A study into the aerodynamic performance of feathered dinosaurs, by scientists from the University of Southampton, has provided new insight into the evolution of bird flight.
In recent years, new fossil discoveries have changed our view of the early evolution of birds and, more critically, their powers of flight. We now know about a number of small-bodied dinosaurs that had feathers on their wings as well as on their legs and tails: completely unique in the fossil record.
Fossil specimen of Microraptor, with white arrows pointing at preserved feathers
However, even in light of new fossil discoveries, there has been a huge debate about how these dinosaurs were able to fly.
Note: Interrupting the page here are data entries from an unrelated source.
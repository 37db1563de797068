//! Balance calculator: every figure is derived from posted lines on demand.

use std::collections::HashMap;

use chrono::NaiveDate;
use rust_decimal::Decimal;
use tracing::debug;

use crate::domain::account::{Account, CategoryType};
use crate::domain::ids::{AccountId, CategoryId, CooperativeId};
use crate::domain::ports::{AccountStoreBox, JournalStoreBox};
use crate::domain::reports::{
    AccountTotals, BalanceSheet, DateRange, ProfitAndLoss, TrialBalance, TrialBalanceRow,
};
use crate::error::{LedgerError, Result};

/// Read side of the ledger.
///
/// Only lines of `posted` entries count, filtered by transaction date with
/// inclusive bounds; drafts and cancelled entries are invisible to every
/// report. There is no stored running balance anywhere to reconcile
/// against: the aggregates below are the balances.
pub struct BalanceCalculator {
    accounts: AccountStoreBox,
    journal: JournalStoreBox,
}

impl BalanceCalculator {
    pub fn new(accounts: AccountStoreBox, journal: JournalStoreBox) -> Self {
        Self { accounts, journal }
    }

    /// Signed balance of one account as of a cutoff date, positive on the
    /// account's normal side.
    pub async fn account_balance(&self, account_id: AccountId, as_of: NaiveDate) -> Result<Decimal> {
        let account = self
            .accounts
            .get_account(account_id)
            .await?
            .ok_or_else(|| LedgerError::not_found(format!("account {account_id}")))?;
        let totals = self
            .journal
            .sum_posted_for_account(account_id, DateRange::through(as_of))
            .await?;
        Ok(account
            .normal_balance
            .balance(totals.total_debit, totals.total_kredit))
    }

    /// Trial balance over every active account, ordered by code.
    pub async fn trial_balance(
        &self,
        cooperative_id: CooperativeId,
        as_of: NaiveDate,
    ) -> Result<TrialBalance> {
        let accounts = self.cooperative_accounts(cooperative_id).await?;
        let totals = self
            .journal
            .sum_posted_by_account(cooperative_id, DateRange::through(as_of))
            .await?;
        let by_account: HashMap<AccountId, AccountTotals> =
            totals.into_iter().map(|t| (t.account_id, t)).collect();

        let mut rows: Vec<TrialBalanceRow> = accounts
            .into_iter()
            .filter(|account| account.is_active)
            .map(|account| {
                let totals = by_account
                    .get(&account.id)
                    .copied()
                    .unwrap_or_else(|| AccountTotals::zero(account.id));
                TrialBalanceRow {
                    account_id: account.id,
                    code: account.code,
                    name: account.name,
                    normal_balance: account.normal_balance,
                    total_debit: totals.total_debit,
                    total_kredit: totals.total_kredit,
                    balance: account
                        .normal_balance
                        .balance(totals.total_debit, totals.total_kredit),
                }
            })
            .collect();
        rows.sort_by(|a, b| a.code.cmp(&b.code));

        let report = TrialBalance { as_of, rows };
        debug!(
            cooperative = %cooperative_id,
            %as_of,
            rows = report.rows.len(),
            imbalance = %report.imbalance(),
            "trial balance computed"
        );
        Ok(report)
    }

    /// Income statement over an inclusive transaction-date range.
    pub async fn profit_and_loss(
        &self,
        cooperative_id: CooperativeId,
        from: NaiveDate,
        to: NaiveDate,
    ) -> Result<ProfitAndLoss> {
        let category_of = self.account_categories(cooperative_id).await?;
        let totals = self
            .journal
            .sum_posted_by_account(cooperative_id, DateRange::between(from, to))
            .await?;

        let mut total_revenue = Decimal::ZERO;
        let mut total_expense = Decimal::ZERO;
        for t in totals {
            match category_of.get(&t.account_id) {
                Some(CategoryType::Revenue) => total_revenue += t.total_kredit - t.total_debit,
                Some(CategoryType::Expense) => total_expense += t.total_debit - t.total_kredit,
                _ => {}
            }
        }

        let report = ProfitAndLoss {
            from,
            to,
            total_revenue,
            total_expense,
        };
        debug!(cooperative = %cooperative_id, net = %report.net(), "profit and loss computed");
        Ok(report)
    }

    /// Cumulative position from ledger inception through `as_of`.
    pub async fn balance_sheet(
        &self,
        cooperative_id: CooperativeId,
        as_of: NaiveDate,
    ) -> Result<BalanceSheet> {
        let category_of = self.account_categories(cooperative_id).await?;
        let totals = self
            .journal
            .sum_posted_by_account(cooperative_id, DateRange::through(as_of))
            .await?;

        let mut total_asset = Decimal::ZERO;
        let mut total_liability = Decimal::ZERO;
        let mut total_equity = Decimal::ZERO;
        for t in totals {
            match category_of.get(&t.account_id) {
                Some(CategoryType::Asset) => total_asset += t.total_debit - t.total_kredit,
                Some(CategoryType::Liability) => {
                    total_liability += t.total_kredit - t.total_debit
                }
                Some(CategoryType::Equity) => total_equity += t.total_kredit - t.total_debit,
                _ => {}
            }
        }

        Ok(BalanceSheet {
            as_of,
            total_asset,
            total_liability,
            total_equity,
        })
    }

    /// All accounts of the cooperative, or `NotFound` when the id resolves
    /// to nothing at all. Zero posted entries is not an error; zero accounts
    /// means the cooperative does not exist as far as the ledger knows.
    async fn cooperative_accounts(&self, cooperative_id: CooperativeId) -> Result<Vec<Account>> {
        let accounts = self.accounts.list_accounts(cooperative_id).await?;
        if accounts.is_empty() {
            return Err(LedgerError::not_found(format!(
                "cooperative {cooperative_id}"
            )));
        }
        Ok(accounts)
    }

    /// Category type per account id, including deactivated accounts: their
    /// posted history still counts.
    async fn account_categories(
        &self,
        cooperative_id: CooperativeId,
    ) -> Result<HashMap<AccountId, CategoryType>> {
        let accounts = self.cooperative_accounts(cooperative_id).await?;
        let categories: HashMap<CategoryId, CategoryType> = self
            .accounts
            .list_categories()
            .await?
            .into_iter()
            .map(|c| (c.id, c.category_type))
            .collect();
        Ok(accounts
            .into_iter()
            .filter_map(|account| {
                categories
                    .get(&account.category_id)
                    .map(|t| (account.id, *t))
            })
            .collect())
    }
}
Scientists from the University of Southampton hope to have ended this debate by examining the flight performance of one feathered dinosaur pivotal to this debate — the early Cretaceous five-winged paravian Microraptor. The first theropod described with feathers on its arms, legs and tail (five potential lifting surfaces), Microraptor implies that forelimb-dominated bird flight passed through a four-wing (‘tetrapteryx’) phase and represents an important stage in the evolution of gliding and flapping.
Credit: University of Southampton
The Southampton researchers performed a series of wind tunnel experiments and flight simulations on a full-scale, anatomically accurate model of Microraptor.
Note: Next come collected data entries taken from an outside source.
//! Sequence issuer: the only component that retries storage conflicts.

use std::time::Duration;

use chrono::{NaiveDate, Utc};
use tracing::warn;

use crate::domain::ids::{CooperativeId, TenantId};
use crate::domain::ports::SequenceStoreBox;
use crate::domain::sequence::{CounterConfig, SequenceKey};
use crate::error::{LedgerError, Result};

/// Bounded retry budget for one `next` call.
const MAX_ATTEMPTS: u32 = 8;

/// Mints monotonically increasing numbers per (tenant, cooperative, name)
/// key. Uniqueness comes from the store's atomic cycle; this service adds
/// bounded backoff-retry around transient commit conflicts and nothing else.
pub struct SequenceIssuer {
    store: SequenceStoreBox,
}

impl SequenceIssuer {
    pub fn new(store: SequenceStoreBox) -> Self {
        Self { store }
    }

    /// Next value for `key` with default policy (step 1, never resets),
    /// evaluated against today's date.
    pub async fn next(
        &self,
        tenant_id: TenantId,
        cooperative_id: CooperativeId,
        name: &str,
    ) -> Result<u64> {
        self.next_on(
            tenant_id,
            cooperative_id,
            name,
            &CounterConfig::default(),
            Utc::now().date_naive(),
        )
        .await
    }

    /// Next value with an explicit counter policy and reference date. The
    /// date drives the reset-period check inside the store's atomic cycle.
    pub async fn next_on(
        &self,
        tenant_id: TenantId,
        cooperative_id: CooperativeId,
        name: &str,
        config: &CounterConfig,
        today: NaiveDate,
    ) -> Result<u64> {
        let key = SequenceKey::new(tenant_id, cooperative_id, name);
        for attempt in 1..=MAX_ATTEMPTS {
            match self.store.advance(&key, config, today).await {
                Ok(value) => return Ok(value),
                Err(LedgerError::Conflict(reason)) => {
                    warn!(%key, attempt, %reason, "sequence advance conflicted, retrying");
                    tokio::time::sleep(backoff(attempt)).await;
                }
                Err(other) => return Err(other),
            }
        }
        Err(LedgerError::SequenceConflict {
            key: key.to_string(),
            attempts: MAX_ATTEMPTS,
        })
    }
}

fn backoff(attempt: u32) -> Duration {
    Duration::from_millis(1u64 << attempt.min(6))
}

#[cfg(test)]
mod tests {
    use super::*;
    use crate::infrastructure::in_memory::InMemoryStore;
    use async_trait::async_trait;
    use chrono::NaiveDate;
    use crate::domain::ports::SequenceStore;
    use crate::domain::sequence::ResetPeriod;

    fn day(y: i32, m: u32, d: u32) -> NaiveDate {
        NaiveDate::from_ymd_opt(y, m, d).unwrap()
    }

    #[tokio::test]
    async fn fresh_key_starts_at_one() {
        let issuer = SequenceIssuer::new(Box::new(InMemoryStore::new()));
        let tenant = TenantId::new();
        let coop = CooperativeId::new();

        assert_eq!(issuer.next(tenant, coop, "journal").await.unwrap(), 1);
        assert_eq!(issuer.next(tenant, coop, "journal").await.unwrap(), 2);
        assert_eq!(issuer.next(tenant, coop, "journal").await.unwrap(), 3);
    }

    #[tokio::test]
    async fn keys_do_not_contend_across_cooperatives() {
        let issuer = SequenceIssuer::new(Box::new(InMemoryStore::new()));
        let tenant = TenantId::new();
        let coop_a = CooperativeId::new();
        let coop_b = CooperativeId::new();

        assert_eq!(issuer.next(tenant, coop_a, "journal").await.unwrap(), 1);
        assert_eq!(issuer.next(tenant, coop_a, "journal").await.unwrap(), 2);
        assert_eq!(issuer.next(tenant, coop_b, "journal").await.unwrap(), 1);
        assert_eq!(issuer.next(tenant, coop_a, "member").await.unwrap(), 1);
    }

    #[tokio::test]
    async fn monthly_counter_resets_on_boundary() {
        let issuer = SequenceIssuer::new(Box::new(InMemoryStore::new()));
        let tenant = TenantId::new();
        let coop = CooperativeId::new();
        let config = CounterConfig::monthly();

        let july = day(2026, 7, 31);
        let august = day(2026, 8, 1);
        assert_eq!(
            issuer
                .next_on(tenant, coop, "journal", &config, july)
                .await
                .unwrap(),
            1
        );
        assert_eq!(
            issuer
                .next_on(tenant, coop, "journal", &config, july)
                .await
                .unwrap(),
            2
        );
        assert_eq!(
            issuer
                .next_on(tenant, coop, "journal", &config, august)
                .await
                .unwrap(),
            1
        );
    }

    struct AlwaysConflicting;

    #[async_trait]
    impl SequenceStore for AlwaysConflicting {
        async fn advance(
            &self,
            _key: &SequenceKey,
            _config: &CounterConfig,
            _today: NaiveDate,
        ) -> Result<u64> {
            Err(LedgerError::Conflict("row is locked".to_string()))
        }
    }

    #[tokio::test]
    async fn exhausted_retries_surface_sequence_conflict() {
        let issuer = SequenceIssuer::new(Box::new(AlwaysConflicting));
        let err = issuer
            .next_on(
                TenantId::new(),
                CooperativeId::new(),
                "journal",
                &CounterConfig {
                    step: 1,
                    reset: ResetPeriod::Never,
                },
                day(2026, 8, 8),
            )
            .await
            .unwrap_err();
        assert!(matches!(
            err,
            LedgerError::SequenceConflict { attempts, .. } if attempts == MAX_ATTEMPTS
        ));
    }
}
//! Sequence counters for minting human-readable document numbers.

use chrono::{Datelike, NaiveDate};
use serde::{Deserialize, Serialize};

use crate::domain::ids::{CooperativeId, TenantId};

/// Composite key of one counter row.
#[derive(Debug, Clone, PartialEq, Eq, Hash, Serialize, Deserialize)]
pub struct SequenceKey {
    pub tenant_id: TenantId,
    pub cooperative_id: CooperativeId,
    pub name: String,
}

impl SequenceKey {
    pub fn new(tenant_id: TenantId, cooperative_id: CooperativeId, name: impl Into<String>) -> Self {
        Self {
            tenant_id,
            cooperative_id,
            name: name.into(),
        }
    }
}

impl core::fmt::Display for SequenceKey {
    fn fmt(&self, f: &mut core::fmt::Formatter<'_>) -> core::fmt::Result {
        write!(f, "{}/{}/{}", self.tenant_id, self.cooperative_id, self.name)
    }
}

/// When a counter returns to its base value.
#[derive(Debug, Clone, Copy, PartialEq, Eq, Default, Serialize, Deserialize)]
#[serde(rename_all = "lowercase")]
pub enum ResetPeriod {
    #[default]
    Never,
    Daily,
    Monthly,
    Yearly,
}

impl ResetPeriod {
    /// Whether `today` lies past the period boundary of the last reset.
    ///
    /// Comparisons are one-directional: a clock that jumps backwards never
    /// triggers a reset, so values keep increasing within a period.
    pub fn crossed(self, last_reset: Option<NaiveDate>, today: NaiveDate) -> bool {
        let Some(last) = last_reset else {
            return false;
        };
        match self {
            ResetPeriod::Never => false,
            ResetPeriod::Daily => last < today,
            ResetPeriod::Monthly => {
                (today.year(), today.month()) > (last.year(), last.month())
            }
            ResetPeriod::Yearly => today.year() > last.year(),
        }
    }
}

/// Per-counter policy, supplied by the caller on first use.
#[derive(Debug, Clone, Copy, PartialEq, Eq)]
pub struct CounterConfig {
    pub step: u64,
    pub reset: ResetPeriod,
}

impl Default for CounterConfig {
    fn default() -> Self {
        Self {
            step: 1,
            reset: ResetPeriod::Never,
        }
    }
}

impl CounterConfig {
    pub fn monthly() -> Self {
        Self {
            step: 1,
            reset: ResetPeriod::Monthly,
        }
    }
}

/// One stored counter row.
///
/// Exclusively mutated through [`SequenceCounter::advance`] inside the
/// store's atomic read-modify-write cycle; nothing else may touch the value.
#[derive(Debug, Clone, PartialEq, Eq, Serialize, Deserialize)]
pub struct SequenceCounter {
    pub value: u64,
    pub step: u64,
    pub reset: ResetPeriod,
    pub last_reset: Option<NaiveDate>,
}

impl SequenceCounter {
    /// Fresh row for a key seen for the first time; its `value` of 1 is the
    /// first issued number.
    pub fn open(config: &CounterConfig, today: NaiveDate) -> Self {
        Self {
            value: 1,
            step: config.step,
            reset: config.reset,
            last_reset: Some(today),
        }
    }

    /// Reset check plus increment, returning the issued value.
    pub fn advance(&mut self, today: NaiveDate) -> u64 {
        if self.reset.crossed(self.last_reset, today) {
            self.value = 1;
            self.last_reset = Some(today);
        } else {
            self.value += self.step;
        }
        self.value
    }
}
Results of the team’s wind tunnel tests show that Microraptor would have been most stable gliding when generating large amounts of lift with its wings. Flight simulations demonstrate that this behaviour had advantages since this high lift coefficient allows for slow glides, which can be achieved with less height loss. For gliding down from low elevations, such as trees, this slow, and aerodynamically less efficient flight was the gliding strategy that results in minimal height loss and longest glide distance.
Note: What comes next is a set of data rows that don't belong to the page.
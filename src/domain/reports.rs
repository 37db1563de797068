//! Derived-report value objects: trial balance, profit & loss, balance sheet.

use chrono::NaiveDate;
use rust_decimal::Decimal;
use serde::Serialize;

use crate::domain::account::NormalBalance;
use crate::domain::ids::AccountId;

/// Inclusive transaction-date filter for aggregate queries.
#[derive(Debug, Clone, Copy, PartialEq, Eq)]
pub struct DateRange {
    pub from: Option<NaiveDate>,
    pub to: Option<NaiveDate>,
}

impl DateRange {
    /// Everything from ledger inception through `to`.
    pub fn through(to: NaiveDate) -> Self {
        Self {
            from: None,
            to: Some(to),
        }
    }

    /// Bounded on both ends, both inclusive.
    pub fn between(from: NaiveDate, to: NaiveDate) -> Self {
        Self {
            from: Some(from),
            to: Some(to),
        }
    }

    pub fn contains(&self, date: NaiveDate) -> bool {
        if let Some(from) = self.from
            && date < from
        {
            return false;
        }
        if let Some(to) = self.to
            && date > to
        {
            return false;
        }
        true
    }
}

/// Raw per-account aggregate over posted lines, as returned by the store.
#[derive(Debug, Clone, Copy, PartialEq, Eq, Serialize)]
pub struct AccountTotals {
    pub account_id: AccountId,
    pub total_debit: Decimal,
    pub total_kredit: Decimal,
}

impl AccountTotals {
    pub fn zero(account_id: AccountId) -> Self {
        Self {
            account_id,
            total_debit: Decimal::ZERO,
            total_kredit: Decimal::ZERO,
        }
    }
}

/// One trial-balance row: raw sums plus the signed balance on the account's
/// normal side.
#[derive(Debug, Clone, PartialEq, Eq, Serialize)]
pub struct TrialBalanceRow {
    pub account_id: AccountId,
    pub code: String,
    pub name: String,
    pub normal_balance: NormalBalance,
    pub total_debit: Decimal,
    pub total_kredit: Decimal,
    pub balance: Decimal,
}

/// Trial balance as of a cutoff date, rows ordered by account code.
#[derive(Debug, Clone, PartialEq, Eq, Serialize)]
pub struct TrialBalance {
    pub as_of: NaiveDate,
    pub rows: Vec<TrialBalanceRow>,
}

impl TrialBalance {
    /// Integrity diagnostic: every row re-expressed debit-positive and
    /// summed. Zero for any internally consistent ledger.
    pub fn imbalance(&self) -> Decimal {
        self.rows
            .iter()
            .map(|row| row.total_debit - row.total_kredit)
            .sum()
    }

    pub fn is_balanced(&self) -> bool {
        self.imbalance().is_zero()
    }
}

/// Period-bounded income statement aggregates.
#[derive(Debug, Clone, PartialEq, Eq, Serialize)]
pub struct ProfitAndLoss {
    pub from: NaiveDate,
    pub to: NaiveDate,
    pub total_revenue: Decimal,
    pub total_expense: Decimal,
}

impl ProfitAndLoss {
    pub fn net(&self) -> Decimal {
        self.total_revenue - self.total_expense
    }
}

/// Point-in-time cumulative position.
#[derive(Debug, Clone, PartialEq, Eq, Serialize)]
pub struct BalanceSheet {
    pub as_of: NaiveDate,
    pub total_asset: Decimal,
    pub total_liability: Decimal,
    pub total_equity: Decimal,
}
Much debate, centred on the position and orientation of Microraptor’s legs and wing shape turns out to be irrelevant – tests show that changes in these variables make little difference to the dinosaur’s flight.
Dr Gareth Dyke, Senior Lecturer in Vertebrate Palaeontology at the University of Southampton and co-author of the study, says: “Significant to the evolution of flight, we show that Microraptor did not require a sophisticated, ‘modern’ wing morphology to undertake effective glides, as the high-lift coefficient regime is less dependent upon detail of wing morphology.”
“This is consistent with the fossil record, and also with the hypothesis that symmetric ‘flight’ feathers first evolved in dinosaurs for non-aerodynamic functions, later being adapted to form aerodynamically capable surfaces.”
Dr Roeland de Kat, Research Fellow in the Aerodynamics and Flight Mechanics Research Group at the University of Southampton and co-author of the study, says: “What interests me is that aerodynamic efficiency is not the dominant factor in determining Microraptor’s glide efficiency. However, it needs a combination of a high lift coefficient and aerodynamic efficiency to perform at its best.”
The paper ‘Aerodynamic performance of the feathered dinosaur Microraptor and the evolution of feathered flight’ is published in the latest issue of Nature Communications.
Dr Dyke and fellow Southampton palaeontologists will showcase their ground-breaking research at theCelebrating Dinosaur Island: Jehol-Wealden International Conference on 21 and 22 September.
The Isle of Wight (Dinosaur Island) and China are key areas for Cretaceous fossils, especially dinosaurs. To celebrate this connection, Chinese and UK dinosaur palaeontologists will discuss their research at the National Oceanography Centre, Southampton and visit key dinosaur sites on the Isle of Wight and network with tourism and business leaders to build connections for future palaentological research.